-- The data follows --

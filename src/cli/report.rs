//! CLI commands for reports
//!
//! Reports print to the terminal, or with `--output` write CSV to a file.

use std::io::Write;
use std::path::{Path, PathBuf};

use clap::Subcommand;

use crate::config::settings::Settings;
use crate::error::{MoneyError, MoneyResult};
use crate::reports::{AssetTrendReport, CalendarMonth, DashboardReport, DayReport, MonthlyAnalytics};
use crate::storage::Storage;

use super::{create_output, parse_month, resolve_account_filter};

/// Report subcommands
#[derive(Subcommand)]
pub enum ReportCommands {
    /// Total balance, this month's breakdowns and recent transactions
    Dashboard {
        /// Restrict this month's breakdowns to one account
        #[arg(short, long)]
        account: Option<String>,
    },
    /// Monthly income, expense, net and category breakdowns
    Month {
        /// Month (YYYY-MM, default current)
        #[arg(short, long)]
        month: Option<String>,
        /// Restrict to one account
        #[arg(short, long)]
        account: Option<String>,
        /// Write CSV to this file instead of printing
        #[arg(short, long)]
        output: Option<PathBuf>,
    },
    /// Total balance now and at prior month-ends
    Trend {
        /// Number of points, including "now"
        #[arg(short, long)]
        points: Option<usize>,
        /// Month to walk back from (YYYY-MM, default current)
        #[arg(short, long)]
        month: Option<String>,
        /// Write CSV to this file instead of printing
        #[arg(short, long)]
        output: Option<PathBuf>,
    },
    /// Daily income and expense for a month
    Calendar {
        /// Month (YYYY-MM, default current)
        #[arg(short, long)]
        month: Option<String>,
        /// List the transactions of one day of the month
        #[arg(short, long)]
        day: Option<u32>,
        /// Write CSV to this file instead of printing
        #[arg(short, long)]
        output: Option<PathBuf>,
    },
}

/// Handle a report command
pub fn handle_report_command(
    storage: &Storage,
    settings: &Settings,
    cmd: ReportCommands,
) -> MoneyResult<()> {
    match cmd {
        ReportCommands::Dashboard { account } => {
            let account = resolve_account_filter(storage, account.as_deref())?;
            let report = DashboardReport::generate(
                storage,
                crate::models::MonthPeriod::current(),
                account,
                settings.recent_transactions,
            )?;
            print!("{}", report.format_terminal());
        }

        ReportCommands::Month {
            month,
            account,
            output,
        } => {
            let month = parse_month(month.as_deref())?;
            let account = resolve_account_filter(storage, account.as_deref())?;
            let report = MonthlyAnalytics::generate(storage, month, account)?;

            match output {
                Some(path) => write_csv(&path, |w| report.export_csv(w))?,
                None => print!("{}", report.format_terminal()),
            }
        }

        ReportCommands::Trend {
            points,
            month,
            output,
        } => {
            let anchor = parse_month(month.as_deref())?;
            let points = points.unwrap_or(settings.history_points);
            let report = AssetTrendReport::generate(storage, points, anchor)?;

            match output {
                Some(path) => write_csv(&path, |w| report.export_csv(w))?,
                None => print!("{}", report.format_terminal()),
            }
        }

        ReportCommands::Calendar { month, day, output } => {
            let month = parse_month(month.as_deref())?;

            if let Some(day) = day {
                let date = month.day(day).ok_or_else(|| {
                    MoneyError::Validation(format!("{} has no day {}", month, day))
                })?;
                print!("{}", DayReport::generate(storage, date)?.format_terminal());
                return Ok(());
            }

            let report = CalendarMonth::generate(storage, month, settings.week_starts_monday())?;
            match output {
                Some(path) => write_csv(&path, |w| report.export_csv(w))?,
                None => print!("{}", report.format_terminal()),
            }
        }
    }

    Ok(())
}

fn write_csv<F>(path: &Path, export: F) -> MoneyResult<()>
where
    F: FnOnce(&mut dyn Write) -> MoneyResult<()>,
{
    let mut writer = create_output(path)?;
    export(&mut writer)?;
    writer.flush()?;
    println!("Report exported to: {}", path.display());
    Ok(())
}
#![allow(clippy::unwrap_used, clippy::expect_used)]
//! Role grant and revoke tests against an in-memory host.

use typewright::prelude::*;
use typewright_test_utils::{HostCall, MemoryHost, Operation, test_role};

const EDITOR_PLUS: [&str; 6] = [
    "read",
    "delete_post",
    "delete_posts",
    "delete_published_posts",
    "delete_private_posts",
    "delete_others_posts",
];

fn editor_plus() -> RoleDefinition {
    RoleDefinition::new(
        &["Editor Plus"],
        CapabilityType::new("post").unwrap(),
        PermissionSpec::scoped([(Action::Delete, Scope::All)]),
    )
    .unwrap()
}

#[test]
fn test_grant_reaches_role_and_bootstrap_roles() {
    let mut host = MemoryHost::with_bootstrap_roles().with_role("editor_plus", &["read"]);
    let role = editor_plus();
    assert_eq!(role.capabilities().len(), 6);

    role.grant(&mut host, false).unwrap();

    for name in ["editor_plus", "administrator", "editor", "author"] {
        let stored = host.role(name).unwrap();
        for capability in EDITOR_PLUS {
            assert!(stored.has(capability), "{name} is missing {capability}");
        }
    }
}

#[test]
fn test_grant_only_this_role() {
    let mut host = MemoryHost::with_bootstrap_roles().with_role("editor_plus", &["read"]);
    editor_plus().grant(&mut host, true).unwrap();

    assert_eq!(host.role("editor_plus").unwrap().capabilities, EDITOR_PLUS);
    assert_eq!(host.role("editor").unwrap().capabilities, ["read"]);
}

#[test]
fn test_grant_is_idempotent() {
    let mut host = MemoryHost::new().with_role("editor_plus", &["read"]);
    let role = editor_plus();
    role.grant(&mut host, true).unwrap();
    role.grant(&mut host, true).unwrap();

    assert_eq!(host.role("editor_plus").unwrap().capabilities, EDITOR_PLUS);
}

#[test]
fn test_grant_without_own_role_targets_bootstrap_roles() {
    let mut host = MemoryHost::with_bootstrap_roles();
    editor_plus().grant(&mut host, false).unwrap();

    assert!(host.role("editor_plus").is_none());
    assert!(host.role("author").unwrap().has("delete_others_posts"));
}

#[test]
fn test_missing_role_fails_before_any_change() {
    let mut host = MemoryHost::new();
    let err = editor_plus().grant(&mut host, true).unwrap_err();
    assert!(matches!(err, Error::RoleNotFound(ref name) if name == "editor_plus"));
    assert!(host.untouched());
}

#[test]
fn test_missing_bootstrap_role_fails_before_any_change() {
    let mut host = MemoryHost::new()
        .with_role("editor_plus", &["read"])
        .with_role("administrator", &["read"]);

    let err = editor_plus().grant(&mut host, false).unwrap_err();
    assert!(matches!(err, Error::RoleNotFound(ref name) if name == "editor"));
    assert!(host.untouched());
    assert_eq!(host.role("editor_plus").unwrap().capabilities, ["read"]);
}

#[test]
fn test_revoke_only_this_role_keeps_read() {
    let mut host = MemoryHost::new().with_role("widget_editor", &["read", "edit_widget"]);
    let role = test_role("Widget Editor", "widget", Action::Edit, Scope::Own);

    role.revoke(&mut host, true).unwrap();

    assert_eq!(host.role("widget_editor").unwrap().capabilities, ["read"]);
    assert!(
        !host
            .calls
            .contains(&HostCall::RemoveCapability("widget_editor".into(), "read".into()))
    );
}

#[test]
fn test_revoke_reaches_bootstrap_roles() {
    let mut host = MemoryHost::with_bootstrap_roles().with_role("editor_plus", &["read"]);
    let role = editor_plus();
    role.grant(&mut host, false).unwrap();
    role.revoke(&mut host, false).unwrap();

    for name in ["editor_plus", "administrator", "editor", "author"] {
        assert_eq!(host.role(name).unwrap().capabilities, ["read"]);
    }
}

#[test]
fn test_revoke_missing_role_is_an_error() {
    let mut host = MemoryHost::new();
    let role = test_role("Widget Editor", "widget", Action::Edit, Scope::Own);
    let err = role.revoke(&mut host, true).unwrap_err();
    assert!(matches!(err, Error::RoleNotFound(_)));
}

#[test]
fn test_host_capability_failure_is_passed_through() {
    let mut host = MemoryHost::new()
        .with_role("editor_plus", &["read"])
        .failing(Operation::AddCapability);

    let err = editor_plus().grant(&mut host, true).unwrap_err();
    assert!(matches!(err, Error::HostRegistration(_)));
}

#[test]
fn test_custom_bootstrap_roles() {
    let mut host = MemoryHost::new()
        .with_role("editor_plus", &["read"])
        .with_role("shop_manager", &["read"]);
    let mut role = editor_plus();
    role.set_bootstrap_roles(["shop_manager"]).unwrap();

    role.grant(&mut host, false).unwrap();
    assert!(host.role("shop_manager").unwrap().has("delete_posts"));
}

#[test]
fn test_re_derived_capabilities_are_granted() {
    let mut host = MemoryHost::new().with_role("editor_plus", &["read"]);
    let mut role = editor_plus();
    role.set_permissions(PermissionSpec::scoped([(Action::Read, Scope::All)]))
        .unwrap();

    role.grant(&mut host, true).unwrap();
    assert_eq!(
        host.role("editor_plus").unwrap().capabilities,
        ["read", "read_post", "read_private_posts"]
    );
}
//! The host platform surface definitions register against.
//!
//! The host owns storage for content types, taxonomies, and roles. This
//! crate only calls into it; every mutating call may fail, and failures are
//! surfaced to callers as [`Error::HostRegistration`](crate::Error).

use serde_json::Value;

/// String translation for user-facing labels.
pub trait Translate {
    /// Translate `text` within `domain`. Implementations that have no
    /// translation for `text` return it unchanged.
    fn translate(&self, text: &str, domain: &str) -> String;
}

/// Passthrough translator.
#[derive(Debug, Clone, Copy, Default)]
pub struct Identity;

impl Translate for Identity {
    fn translate(&self, text: &str, _domain: &str) -> String {
        text.to_string()
    }
}

/// Registration and access-control calls provided by the host.
pub trait Host: Translate {
    /// Whether a content type with this machine name is registered.
    fn type_exists(&self, db_name: &str) -> bool;

    /// Whether a taxonomy with this machine name is registered.
    fn taxonomy_exists(&self, db_name: &str) -> bool;

    fn register_content_type(&mut self, db_name: &str, settings: &Value) -> anyhow::Result<()>;

    fn register_taxonomy(
        &mut self,
        db_name: &str,
        post_types: &[String],
        settings: &Value,
    ) -> anyhow::Result<()>;

    /// Whether a role with this machine name exists.
    fn role_exists(&self, role: &str) -> bool;

    fn add_role(
        &mut self,
        role: &str,
        display_name: &str,
        capabilities: &[String],
    ) -> anyhow::Result<()>;

    fn remove_role(&mut self, role: &str) -> anyhow::Result<()>;

    fn add_capability(&mut self, role: &str, capability: &str) -> anyhow::Result<()>;

    fn remove_capability(&mut self, role: &str, capability: &str) -> anyhow::Result<()>;
}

-- The data concluded --

• [What the task asks]: Beginning with the line that contains "fn remove_capability(&mut self, role: &str, capability: &str)", quote each line exactly through the last line of the entries above, and nothing beyond them.

• [Expected output]:
    fn remove_capability(&mut self, role: &str, capability: &str) -> anyhow::Result<()>;
}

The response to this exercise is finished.